__Action item__: Word for word, print all of the entries below.

[Saved entries]

........

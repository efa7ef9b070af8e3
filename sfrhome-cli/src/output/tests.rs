//! CLI output formatting tests.
//!
//! These tests verify the text table, the CSV layout and the file export.

#[cfg(test)]
mod text_formatter_tests {
    use super::super::text::TextFormatter;
    use sfrhome_core::{Device, DeviceSnapshot, FetchSource};

    fn sensor(id: &str, kind: &str, name: &str, battery: Option<&str>) -> Device {
        Device {
            id: Some(id.into()),
            device_type: Some(kind.into()),
            name: Some(name.into()),
            status: Some("OK".into()),
            battery_level: battery.map(Into::into),
            ..Device::default()
        }
    }

    #[test]
    fn test_summary_lists_devices() {
        let snapshot = DeviceSnapshot::new(
            vec![
                sensor("1001", "MAGNETIC", "Porte entree", Some("90")),
                sensor("1002", "PIR", "Couloir", Some("-2")),
            ],
            FetchSource::Sso,
        );

        let output = TextFormatter::new(false).format_summary(&snapshot);
        assert!(output.contains("SFR Home devices"));
        assert!(output.contains("MAGNETIC"));
        assert!(output.contains("Porte entree"));
        assert!(output.contains("90%"));
        assert!(output.contains("n/a"));
        assert!(output.contains("2 devices, 0 sensor values"));
        assert!(!output.contains("\x1b["));
    }

    #[test]
    fn test_summary_prefers_long_name() {
        let mut device = sensor("1001", "MAGNETIC", "Porte", None);
        device.long_name = Some("Detecteur porte entree".into());

        let row = TextFormatter::new(false).format_row(&device);
        assert!(row.contains("Detecteur porte entree"));
        assert!(row.trim_end().ends_with('-'));
    }

    #[test]
    fn test_summary_empty() {
        let snapshot = DeviceSnapshot::new(Vec::new(), FetchSource::LocalFile);
        let output = TextFormatter::new(false).format_summary(&snapshot);
        assert!(output.contains("No devices"));
    }

    #[test]
    fn test_colors_enabled() {
        let snapshot = DeviceSnapshot::new(
            vec![sensor("1", "PIR", "Salon", Some("10"))],
            FetchSource::StoredCookie,
        );
        let output = TextFormatter::new(true).format_summary(&snapshot);
        assert!(output.contains("\x1b[31m10%"));
    }

    #[test]
    fn test_format_error() {
        let output = TextFormatter::new(false).format_error("sfrhome.sso", "HTTP 500");
        assert_eq!(output, "sfrhome.sso: Error - HTTP 500");
    }
}

#[cfg(test)]
mod csv_tests {
    use super::super::csv::{write_csv, CSV_COLUMNS};
    use sfrhome_core::Device;

    #[test]
    fn test_header_and_rows() {
        let devices = vec![
            Device {
                id: Some("panel".into()),
                device_type: Some("ALARM_PANEL".into()),
                name: Some("Maison".into()),
                brand: Some("SFR HOME".into()),
                ..Device::default()
            },
            Device {
                id: Some("1002".into()),
                device_type: Some("CAMERA_WIFI".into()),
                name: Some("Camera, salon".into()),
                device_mac: Some("00:1D:2E:3F:40:51".into()),
                ..Device::default()
            },
        ];

        let mut buf = Vec::new();
        write_csv(&mut buf, &devices).unwrap();
        let text = String::from_utf8(buf).unwrap();
        let lines: Vec<&str> = text.lines().collect();

        assert_eq!(lines.len(), 3);
        assert_eq!(lines[0], CSV_COLUMNS.join(","));
        assert_eq!(lines[1], "panel,ALARM_PANEL,Maison,,,,,,SFR HOME,");
        assert_eq!(
            lines[2],
            "1002,CAMERA_WIFI,\"Camera, salon\",,,00:1D:2E:3F:40:51,,,,"
        );
    }

    #[test]
    fn test_empty_list_writes_header_only() {
        let mut buf = Vec::new();
        write_csv(&mut buf, &[]).unwrap();
        let text = String::from_utf8(buf).unwrap();
        assert_eq!(text.lines().count(), 1);
    }
}

#[cfg(test)]
mod export_tests {
    use super::super::export::export_devices;
    use sfrhome_core::Device;
    use tempfile::TempDir;

    fn devices() -> Vec<Device> {
        vec![Device {
            id: Some("1001".into()),
            name: Some("Porte".into()),
            ..Device::default()
        }]
    }

    #[tokio::test]
    async fn test_export_writes_both_files() {
        let dir = TempDir::new().unwrap();
        let json = dir.path().join("out/devices.json");
        let csv = dir.path().join("out/devices.csv");

        let report = export_devices(&devices(), &json, &csv).await;
        assert!(report.failed.is_empty());
        assert_eq!(report.written.len(), 2);

        let parsed: serde_json::Value =
            serde_json::from_slice(&std::fs::read(&json).unwrap()).unwrap();
        assert_eq!(parsed[0]["id"], "1001");
        assert!(std::fs::read_to_string(&csv).unwrap().starts_with("id,deviceType"));
    }

    #[tokio::test]
    async fn test_export_failure_is_reported() {
        let dir = TempDir::new().unwrap();
        let blocker = dir.path().join("blocker");
        std::fs::write(&blocker, b"file").unwrap();

        // A regular file where a directory is needed.
        let json = blocker.join("devices.json");
        let csv = dir.path().join("devices.csv");

        let report = export_devices(&devices(), &json, &csv).await;
        assert_eq!(report.written, vec![csv]);
        assert_eq!(report.failed.len(), 1);
        assert_eq!(report.failed[0].0, json);
    }
}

........

__Solution to this exercise__:
repository efa7ef9b070af8e3
filename sfrhome-cli/src/output/tests.rs
//! CLI output formatting tests.
//!
//! These tests verify the text table, the CSV layout and the file export.

#[cfg(test)]
mod text_formatter_tests {
    use super::super::text::TextFormatter;
    use sfrhome_core::{Device, DeviceSnapshot, FetchSource};

    fn sensor(id: &str, kind: &str, name: &str, battery: Option<&str>) -> Device {
        Device {
            id: Some(id.into()),
            device_type: Some(kind.into()),
            name: Some(name.into()),
            status: Some("OK".into()),
            battery_level: battery.map(Into::into),
            ..Device::default()
        }
    }

    #[test]
    fn test_summary_lists_devices() {
        let snapshot = DeviceSnapshot::new(
            vec![
                sensor("1001", "MAGNETIC", "Porte entree", Some("90")),
                sensor("1002", "PIR", "Couloir", Some("-2")),
            ],
            FetchSource::Sso,
        );

        let output = TextFormatter::new(false).format_summary(&snapshot);
        assert!(output.contains("SFR Home devices"));
        assert!(output.contains("MAGNETIC"));
        assert!(output.contains("Porte entree"));
        assert!(output.contains("90%"));
        assert!(output.contains("n/a"));
        assert!(output.contains("2 devices, 0 sensor values"));
        assert!(!output.contains("\x1b["));
    }

    #[test]
    fn test_summary_prefers_long_name() {
        let mut device = sensor("1001", "MAGNETIC", "Porte", None);
        device.long_name = Some("Detecteur porte entree".into());

        let row = TextFormatter::new(false).format_row(&device);
        assert!(row.contains("Detecteur porte entree"));
        assert!(row.trim_end().ends_with('-'));
    }

    #[test]
    fn test_summary_empty() {
        let snapshot = DeviceSnapshot::new(Vec::new(), FetchSource::LocalFile);
        let output = TextFormatter::new(false).format_summary(&snapshot);
        assert!(output.contains("No devices"));
    }

    #[test]
    fn test_colors_enabled() {
        let snapshot = DeviceSnapshot::new(
            vec![sensor("1", "PIR", "Salon", Some("10"))],
            FetchSource::StoredCookie,
        );
        let output = TextFormatter::new(true).format_summary(&snapshot);
        assert!(output.contains("\x1b[31m10%"));
    }

    #[test]
    fn test_format_error() {
        let output = TextFormatter::new(false).format_error("sfrhome.sso", "HTTP 500");
        assert_eq!(output, "sfrhome.sso: Error - HTTP 500");
    }
}

#[cfg(test)]
mod csv_tests {
    use super::super::csv::{write_csv, CSV_COLUMNS};
    use sfrhome_core::Device;

    #[test]
    fn test_header_and_rows() {
        let devices = vec![
            Device {
                id: Some("panel".into()),
                device_type: Some("ALARM_PANEL".into()),
                name: Some("Maison".into()),
                brand: Some("SFR HOME".into()),
                ..Device::default()
            },
            Device {
                id: Some("1002".into()),
                device_type: Some("CAMERA_WIFI".into()),
                name: Some("Camera, salon".into()),
                device_mac: Some("00:1D:2E:3F:40:51".into()),
                ..Device::default()
            },
        ];

        let mut buf = Vec::new();
        write_csv(&mut buf, &devices).unwrap();
        let text = String::from_utf8(buf).unwrap();
        let lines: Vec<&str> = text.lines().collect();

        assert_eq!(lines.len(), 3);
        assert_eq!(lines[0], CSV_COLUMNS.join(","));
        assert_eq!(lines[1], "panel,ALARM_PANEL,Maison,,,,,,SFR HOME,");
        assert_eq!(
            lines[2],
            "1002,CAMERA_WIFI,\"Camera, salon\",,,00:1D:2E:3F:40:51,,,,"
        );
    }

    #[test]
    fn test_empty_list_writes_header_only() {
        let mut buf = Vec::new();
        write_csv(&mut buf, &[]).unwrap();
        let text = String::from_utf8(buf).unwrap();
        assert_eq!(text.lines().count(), 1);
    }
}

#[cfg(test)]
mod export_tests {
    use super::super::export::export_devices;
    use sfrhome_core::Device;
    use tempfile::TempDir;

    fn devices() -> Vec<Device> {
        vec![Device {
            id: Some("1001".into()),
            name: Some("Porte".into()),
            ..Device::default()
        }]
    }

    #[tokio::test]
    async fn test_export_writes_both_files() {
        let dir = TempDir::new().unwrap();
        let json = dir.path().join("out/devices.json");
        let csv = dir.path().join("out/devices.csv");

        let report = export_devices(&devices(), &json, &csv).await;
        assert!(report.failed.is_empty());
        assert_eq!(report.written.len(), 2);

        let parsed: serde_json::Value =
            serde_json::from_slice(&std::fs::read(&json).unwrap()).unwrap();
        assert_eq!(parsed[0]["id"], "1001");
        assert!(std::fs::read_to_string(&csv).unwrap().starts_with("id,deviceType"));
    }

    #[tokio::test]
    async fn test_export_failure_is_reported() {
        let dir = TempDir::new().unwrap();
        let blocker = dir.path().join("blocker");
        std::fs::write(&blocker, b"file").unwrap();

        // A regular file where a directory is needed.
        let json = blocker.join("devices.json");
        let csv = dir.path().join("devices.csv");

        let report = export_devices(&devices(), &json, &csv).await;
        assert_eq!(report.written, vec![csv]);
        assert_eq!(report.failed.len(), 1);
        assert_eq!(report.failed[0].0, json);
    }
}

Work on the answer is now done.